╭─ MATERIAL PROVIDED
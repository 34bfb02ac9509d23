//! Entity graph over stored chunks
//!
//! Entities are pulled from chunk text with surface heuristics (multi-word
//! Title Case phrases, capitalised words away from sentence starts, CamelCase
//! identifiers, acronyms). Entities that co-occur in a chunk are linked, with
//! the edge weight counting shared chunks. Communities come from weighted
//! label propagation and carry the mean embedding of their member chunks.

use std::collections::{BTreeMap, BTreeSet, HashMap, HashSet};

use crate::store::StoredChunk;

/// Entities mentioned fewer times across the corpus are dropped
pub const MIN_ENTITY_MENTIONS: usize = 2;

const MAX_PROPAGATION_ROUNDS: usize = 20;

/// Capitalised words that are never entities on their own
const STOPWORDS: &[&str] = &[
    "a", "an", "and", "are", "as", "at", "be", "but", "by", "for", "from", "he", "her", "his",
    "i", "if", "in", "into", "is", "it", "its", "me", "my", "no", "not", "of", "on", "or", "our",
    "she", "so", "that", "the", "their", "then", "there", "these", "they", "this", "those", "to",
    "was", "we", "were", "what", "when", "where", "which", "who", "why", "with", "you", "your",
];

/// A named entity and where it is mentioned
#[derive(Debug, Clone)]
pub struct Entity {
    /// Lowercased name
    pub name: String,
    pub mentions: usize,
    /// Ids of chunks mentioning the entity, sorted
    pub chunk_ids: Vec<String>,
}

/// Cluster of related entities
#[derive(Debug, Clone)]
pub struct Community {
    pub id: usize,
    /// Member entity names, most mentioned first
    pub entities: Vec<String>,
    /// Chunks mentioning any member, sorted
    pub chunk_ids: Vec<String>,
    /// Mean embedding of member chunks
    pub centroid: Vec<f32>,
}

impl Community {
    /// Short label from the leading entities
    pub fn title(&self) -> String {
        self.entities
            .iter()
            .take(3)
            .cloned()
            .collect::<Vec<_>>()
            .join(", ")
    }
}

/// Entity co-occurrence graph with communities
#[derive(Debug, Default)]
pub struct KnowledgeGraph {
    chunks: Vec<StoredChunk>,
    chunk_positions: HashMap<String, usize>,
    entities: BTreeMap<String, Entity>,
    /// entity -> neighbour -> shared chunk count
    edges: HashMap<String, BTreeMap<String, usize>>,
    chunk_entities: HashMap<String, Vec<String>>,
    communities: Vec<Community>,
}

impl KnowledgeGraph {
    /// Build the graph from a snapshot of stored chunks
    pub fn build(chunks: Vec<StoredChunk>) -> Self {
        let mut candidates: BTreeMap<String, (usize, BTreeSet<String>)> = BTreeMap::new();
        let mut raw_chunk_entities: Vec<(String, Vec<String>)> = Vec::with_capacity(chunks.len());

        for chunk in &chunks {
            let found = extract_entities(&chunk.text);
            for (name, count) in &found {
                let entry = candidates
                    .entry(name.clone())
                    .or_insert_with(|| (0, BTreeSet::new()));
                entry.0 += count;
                entry.1.insert(chunk.id.clone());
            }
            raw_chunk_entities.push((
                chunk.id.clone(),
                found.into_iter().map(|(name, _)| name).collect(),
            ));
        }

        let entities: BTreeMap<String, Entity> = candidates
            .into_iter()
            .filter(|(_, (mentions, _))| *mentions >= MIN_ENTITY_MENTIONS)
            .map(|(name, (mentions, ids))| {
                let entity = Entity {
                    name: name.clone(),
                    mentions,
                    chunk_ids: ids.into_iter().collect(),
                };
                (name, entity)
            })
            .collect();

        let mut chunk_entities: HashMap<String, Vec<String>> = HashMap::new();
        let mut edges: HashMap<String, BTreeMap<String, usize>> = HashMap::new();
        for (chunk_id, names) in raw_chunk_entities {
            let present: Vec<String> = names
                .into_iter()
                .filter(|n| entities.contains_key(n))
                .collect();

            for (i, a) in present.iter().enumerate() {
                for b in present.iter().skip(i + 1) {
                    *edges.entry(a.clone()).or_default().entry(b.clone()).or_insert(0) += 1;
                    *edges.entry(b.clone()).or_default().entry(a.clone()).or_insert(0) += 1;
                }
            }

            if !present.is_empty() {
                chunk_entities.insert(chunk_id, present);
            }
        }

        let chunk_positions = chunks
            .iter()
            .enumerate()
            .map(|(i, c)| (c.id.clone(), i))
            .collect();

        let mut graph = Self {
            chunks,
            chunk_positions,
            entities,
            edges,
            chunk_entities,
            communities: Vec::new(),
        };
        graph.communities = graph.detect_communities();
        graph
    }

    pub fn entity_count(&self) -> usize {
        self.entities.len()
    }

    pub fn entity(&self, name: &str) -> Option<&Entity> {
        self.entities.get(name)
    }

    pub fn communities(&self) -> &[Community] {
        &self.communities
    }

    pub fn chunks(&self) -> &[StoredChunk] {
        &self.chunks
    }

    pub fn chunk(&self, id: &str) -> Option<&StoredChunk> {
        self.chunk_positions.get(id).map(|&i| &self.chunks[i])
    }

    /// Entities mentioned by a chunk
    pub fn entities_of(&self, chunk_id: &str) -> &[String] {
        self.chunk_entities
            .get(chunk_id)
            .map(|v| v.as_slice())
            .unwrap_or(&[])
    }

    /// Linked entities with their shared-chunk weight
    pub fn neighbors(&self, entity: &str) -> Vec<(&str, usize)> {
        self.edges
            .get(entity)
            .map(|m| m.iter().map(|(n, w)| (n.as_str(), *w)).collect())
            .unwrap_or_default()
    }

    /// Weighted label propagation, visiting entities in name order
    fn detect_communities(&self) -> Vec<Community> {
        let names: Vec<&String> = self.entities.keys().collect();
        let index: HashMap<&str, usize> = names
            .iter()
            .enumerate()
            .map(|(i, n)| (n.as_str(), i))
            .collect();
        let mut labels: Vec<usize> = (0..names.len()).collect();

        for _ in 0..MAX_PROPAGATION_ROUNDS {
            let mut changed = false;
            for (i, name) in names.iter().enumerate() {
                let Some(neighbours) = self.edges.get(name.as_str()) else {
                    continue;
                };

                let mut tally: BTreeMap<usize, usize> = BTreeMap::new();
                for (neighbour, weight) in neighbours {
                    if let Some(&j) = index.get(neighbour.as_str()) {
                        *tally.entry(labels[j]).or_insert(0) += weight;
                    }
                }

                // Highest weight, smallest label on ties
                let best = tally
                    .iter()
                    .max_by(|a, b| a.1.cmp(b.1).then(b.0.cmp(a.0)))
                    .map(|(label, _)| *label);

                if let Some(best) = best {
                    if best != labels[i] {
                        labels[i] = best;
                        changed = true;
                    }
                }
            }
            if !changed {
                break;
            }
        }

        let mut groups: BTreeMap<usize, Vec<&String>> = BTreeMap::new();
        for (i, name) in names.iter().enumerate() {
            groups.entry(labels[i]).or_default().push(*name);
        }

        groups
            .into_values()
            .enumerate()
            .map(|(id, members)| self.community_from(id, members))
            .collect()
    }

    fn community_from(&self, id: usize, members: Vec<&String>) -> Community {
        let mut entities: Vec<&Entity> = members
            .iter()
            .filter_map(|n| self.entities.get(n.as_str()))
            .collect();
        entities.sort_by(|a, b| b.mentions.cmp(&a.mentions).then(a.name.cmp(&b.name)));

        let chunk_ids: BTreeSet<String> = entities
            .iter()
            .flat_map(|e| e.chunk_ids.iter().cloned())
            .collect();

        let embeddings: Vec<&[f32]> = chunk_ids
            .iter()
            .filter_map(|id| self.chunk(id))
            .map(|c| c.embedding.as_slice())
            .collect();

        Community {
            id,
            entities: entities.iter().map(|e| e.name.clone()).collect(),
            chunk_ids: chunk_ids.into_iter().collect(),
            centroid: mean_vector(&embeddings),
        }
    }
}

/// Component-wise mean; empty when the inputs disagree on length
fn mean_vector(vectors: &[&[f32]]) -> Vec<f32> {
    let Some(first) = vectors.first() else {
        return Vec::new();
    };
    let dim = first.len();
    if vectors.iter().any(|v| v.len() != dim) {
        return Vec::new();
    }

    let mut sum = vec![0.0f32; dim];
    for v in vectors {
        for (acc, x) in sum.iter_mut().zip(v.iter()) {
            *acc += x;
        }
    }
    let n = vectors.len() as f32;
    sum.iter_mut().for_each(|x| *x /= n);
    sum
}

/// Entity names in `text` with their occurrence counts
pub fn extract_entities(text: &str) -> Vec<(String, usize)> {
    let words: Vec<&str> = text.split_whitespace().collect();
    let mut counts: BTreeMap<String, usize> = BTreeMap::new();
    let mut order: Vec<String> = Vec::new();
    let mut add = |name: String| {
        if name.chars().count() < 2 || name.chars().all(|c| c.is_ascii_digit()) {
            return;
        }
        let entry = counts.entry(name.clone()).or_insert(0);
        if *entry == 0 {
            order.push(name);
        }
        *entry += 1;
    };

    let mut sentence_start = true;
    let mut i = 0;
    while i < words.len() {
        let word = clean(words[i]);

        if is_camel_case(word) {
            add(word.to_lowercase());
        } else if is_acronym(word) {
            add(word.to_lowercase());
        } else if starts_upper(word) {
            let mut j = i + 1;
            while j < words.len() && starts_upper(clean(words[j])) && !ends_sentence(words[j - 1])
            {
                j += 1;
            }

            let phrase: Vec<&str> = words[i..j].iter().map(|w| clean(w)).collect();
            let leading = phrase
                .iter()
                .take_while(|w| STOPWORDS.contains(&w.to_lowercase().as_str()))
                .count();
            let kept = &phrase[leading..];
            let at_start = sentence_start && leading == 0;
            match kept.len() {
                0 => {}
                1 if at_start => {}
                _ => add(kept.join(" ").to_lowercase()),
            }

            sentence_start = ends_sentence(words[j - 1]);
            i = j;
            continue;
        }

        sentence_start = ends_sentence(words[i]);
        i += 1;
    }

    order
        .into_iter()
        .map(|name| {
            let count = counts.get(&name).copied().unwrap_or(1);
            (name, count)
        })
        .collect()
}

fn clean(word: &str) -> &str {
    word.trim_matches(|c: char| !c.is_alphanumeric())
}

fn starts_upper(word: &str) -> bool {
    word.chars().next().map(|c| c.is_uppercase()).unwrap_or(false)
}

fn ends_sentence(word: &str) -> bool {
    let trimmed = word.trim_end_matches(|c: char| c == '"' || c == '\'' || c == ')');
    trimmed.ends_with('.') || trimmed.ends_with('!') || trimmed.ends_with('?')
}

fn is_acronym(word: &str) -> bool {
    let len = word.chars().count();
    (2..=5).contains(&len) && word.chars().all(|c| c.is_ascii_uppercase())
}

fn is_camel_case(word: &str) -> bool {
    let chars: Vec<char> = word.chars().collect();
    chars.len() >= 3
        && chars[0].is_alphabetic()
        && chars.iter().all(|c| c.is_alphanumeric() || *c == '_')
        && chars.iter().any(|c| c.is_lowercase())
        && chars[1..].iter().any(|c| c.is_uppercase())
}

/// Distinct entity names in `text`
pub fn entity_names(text: &str) -> HashSet<String> {
    extract_entities(text).into_iter().map(|(n, _)| n).collect()
}

#[cfg(test)]
mod tests {
    use super::*;

    fn chunk(id: &str, text: &str, embedding: Vec<f32>) -> StoredChunk {
        StoredChunk {
            id: id.to_string(),
            document_id: "doc".to_string(),
            source: "doc.txt".to_string(),
            chunk_index: 0,
            text: text.to_string(),
            embedding,
            metadata: HashMap::new(),
        }
    }

    #[test]
    fn test_extracts_phrases_and_proper_nouns() {
        let names = entity_names("The ghost visited Ebenezer Scrooge at night. Then Marley left.");
        assert!(names.contains("ebenezer scrooge"));
        assert!(!names.contains("the"));
        // Sentence-initial single words are ignored
        assert!(!names.contains("then"));
    }

    #[test]
    fn test_extracts_acronyms_and_camel_case() {
        let names = entity_names("we call the HTTP API from the QueryEngine type");
        assert!(names.contains("http"));
        assert!(names.contains("api"));
        assert!(names.contains("queryengine"));
    }

    #[test]
    fn test_counts_repeated_mentions() {
        let found = extract_entities("we met Alice and later Alice again");
        assert_eq!(found, vec![("alice".to_string(), 2)]);
    }

    #[test]
    fn test_empty_graph() {
        let graph = KnowledgeGraph::build(Vec::new());
        assert_eq!(graph.entity_count(), 0);
        assert!(graph.communities().is_empty());
    }

    #[test]
    fn test_disconnected_topics_form_separate_communities() {
        let chunks = vec![
            chunk("1", "we saw Alice with Bob at the market", vec![1.0, 0.0]),
            chunk("2", "later Alice and Bob went home", vec![0.9, 0.1]),
            chunk("3", "the Rust compiler uses LLVM for codegen", vec![0.0, 1.0]),
            chunk("4", "building Rust code invokes LLVM passes", vec![0.1, 0.9]),
        ];
        let graph = KnowledgeGraph::build(chunks);

        assert_eq!(graph.entity_count(), 4);
        assert_eq!(graph.communities().len(), 2);

        let people = graph
            .communities()
            .iter()
            .find(|c| c.entities.contains(&"alice".to_string()))
            .unwrap();
        assert!(people.entities.contains(&"bob".to_string()));
        assert_eq!(people.chunk_ids, vec!["1".to_string(), "2".to_string()]);
        assert!((people.centroid[0] - 0.95).abs() < 1e-6);

        assert_eq!(graph.neighbors("alice"), vec![("bob", 2)]);
        assert_eq!(graph.entities_of("3"), &["rust".to_string(), "llvm".to_string()]);
    }

    #[test]
    fn test_single_mentions_are_filtered() {
        let graph = KnowledgeGraph::build(vec![chunk("1", "only Zed once here", vec![1.0])]);
        assert_eq!(graph.entity_count(), 0);
        assert!(graph.entities_of("1").is_empty());
    }
}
╰─
- _AIM OF THE TASK_:
Scan the records above for the word "Some" and return every line where it occurs.

- _EXPECTED ANSWER_:
                let Some(neighbours) = self.edges.get(name.as_str()) else {
                    if let Some(&j) = index.get(neighbour.as_str()) {
                if let Some(best) = best {
    let Some(first) = vectors.first() else {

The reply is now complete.